[Recorded data]
————————

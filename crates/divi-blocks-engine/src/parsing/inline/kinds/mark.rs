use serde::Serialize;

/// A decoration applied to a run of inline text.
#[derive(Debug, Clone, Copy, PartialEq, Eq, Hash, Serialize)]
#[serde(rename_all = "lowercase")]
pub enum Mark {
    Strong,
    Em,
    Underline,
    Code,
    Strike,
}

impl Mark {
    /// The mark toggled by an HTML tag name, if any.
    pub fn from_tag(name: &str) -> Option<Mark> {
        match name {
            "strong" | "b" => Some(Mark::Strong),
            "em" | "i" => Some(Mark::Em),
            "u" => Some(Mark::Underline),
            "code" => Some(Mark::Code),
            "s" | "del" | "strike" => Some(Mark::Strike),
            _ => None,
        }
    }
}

————————

◆ What needs to be done
A verbatim copy of every record is what you should return.

◆ Result of this task
filename crates/divi-blocks-engine/src/parsing/inline/kinds/mark.rs
use serde::Serialize;

/// A decoration applied to a run of inline text.
#[derive(Debug, Clone, Copy, PartialEq, Eq, Hash, Serialize)]
#[serde(rename_all = "lowercase")]
pub enum Mark {
    Strong,
    Em,
    Underline,
    Code,
    Strike,
}

impl Mark {
    /// The mark toggled by an HTML tag name, if any.
    pub fn from_tag(name: &str) -> Option<Mark> {
        match name {
            "strong" | "b" => Some(Mark::Strong),
            "em" | "i" => Some(Mark::Em),
            "u" => Some(Mark::Underline),
            "code" => Some(Mark::Code),
            "s" | "del" | "strike" => Some(Mark::Strike),
            _ => None,
        }
    }
}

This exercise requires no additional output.